_Brief_
Once you have read the records below, restate them word for word.

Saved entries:
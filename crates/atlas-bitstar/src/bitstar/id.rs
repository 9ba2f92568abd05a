//! C8: `IdGenerator` — injected vertex-id source, so the BIT* core stays
//! agnostic to whether a planner runs single-threaded or hands out ids
//! from multiple worker threads (spec §5.3, §9).

use std::cell::Cell;
use std::sync::atomic::{AtomicU64, Ordering};

/// Stable, monotonically increasing vertex identifiers.
pub trait IdGenerator {
    fn next_id(&self) -> u64;
}

/// Single-threaded generator backed by a `Cell`. The default for planners
/// that run the BIT* core on one thread, matching the teacher's general
/// avoidance of atomics where a `Cell` suffices (`oriented_edge::dfs`'s
/// incumbent tracking uses plain `RefCell`, not a `Mutex`).
#[derive(Default)]
pub struct SequentialIdGenerator {
    next: Cell<u64>,
}

impl SequentialIdGenerator {
    pub fn new() -> Self {
        Self::default()
    }
}

impl IdGenerator for SequentialIdGenerator {
    fn next_id(&self) -> u64 {
        let id = self.next.get();
        self.next.set(id + 1);
        id
    }
}

/// Thread-safe generator backed by an `AtomicU64`, for planners that batch
/// vertex expansion across worker threads.
#[derive(Default)]
pub struct AtomicIdGenerator {
    next: AtomicU64,
}

impl AtomicIdGenerator {
    pub fn new() -> Self {
        Self::default()
    }
}

impl IdGenerator for AtomicIdGenerator {
    fn next_id(&self) -> u64 {
        self.next.fetch_add(1, Ordering::Relaxed)
    }
}

#[cfg(test)]
mod tests {
    use super::*;

    #[test]
    fn sequential_generator_counts_up_from_zero() {
        let gen = SequentialIdGenerator::new();
        assert_eq!(gen.next_id(), 0);
        assert_eq!(gen.next_id(), 1);
        assert_eq!(gen.next_id(), 2);
    }

    #[test]
    fn atomic_generator_never_repeats_under_interleaving() {
        let gen = AtomicIdGenerator::new();
        let ids: Vec<u64> = (0..1000).map(|_| gen.next_id()).collect();
        let mut sorted = ids.clone();
        sorted.sort_unstable();
        sorted.dedup();
        assert_eq!(sorted.len(), ids.len());
    }
}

_Output for this exercise_
filename crates/atlas-bitstar/src/bitstar/id.rs
repository 9ba2f92568abd05a
//! C8: `IdGenerator` — injected vertex-id source, so the BIT* core stays
//! agnostic to whether a planner runs single-threaded or hands out ids
//! from multiple worker threads (spec §5.3, §9).

use std::cell::Cell;
use std::sync::atomic::{AtomicU64, Ordering};

/// Stable, monotonically increasing vertex identifiers.
pub trait IdGenerator {
    fn next_id(&self) -> u64;
}

/// Single-threaded generator backed by a `Cell`. The default for planners
/// that run the BIT* core on one thread, matching the teacher's general
/// avoidance of atomics where a `Cell` suffices (`oriented_edge::dfs`'s
/// incumbent tracking uses plain `RefCell`, not a `Mutex`).
#[derive(Default)]
pub struct SequentialIdGenerator {
    next: Cell<u64>,
}

impl SequentialIdGenerator {
    pub fn new() -> Self {
        Self::default()
    }
}

impl IdGenerator for SequentialIdGenerator {
    fn next_id(&self) -> u64 {
        let id = self.next.get();
        self.next.set(id + 1);
        id
    }
}

/// Thread-safe generator backed by an `AtomicU64`, for planners that batch
/// vertex expansion across worker threads.
#[derive(Default)]
pub struct AtomicIdGenerator {
    next: AtomicU64,
}

impl AtomicIdGenerator {
    pub fn new() -> Self {
        Self::default()
    }
}

impl IdGenerator for AtomicIdGenerator {
    fn next_id(&self) -> u64 {
        self.next.fetch_add(1, Ordering::Relaxed)
    }
}

#[cfg(test)]
mod tests {
    use super::*;

    #[test]
    fn sequential_generator_counts_up_from_zero() {
        let gen = SequentialIdGenerator::new();
        assert_eq!(gen.next_id(), 0);
        assert_eq!(gen.next_id(), 1);
        assert_eq!(gen.next_id(), 2);
    }

    #[test]
    fn atomic_generator_never_repeats_under_interleaving() {
        let gen = AtomicIdGenerator::new();
        let ids: Vec<u64> = (0..1000).map(|_| gen.next_id()).collect();
        let mut sorted = ids.clone();
        sorted.sort_unstable();
        sorted.dedup();
        assert_eq!(sorted.len(), ids.len());
    }
}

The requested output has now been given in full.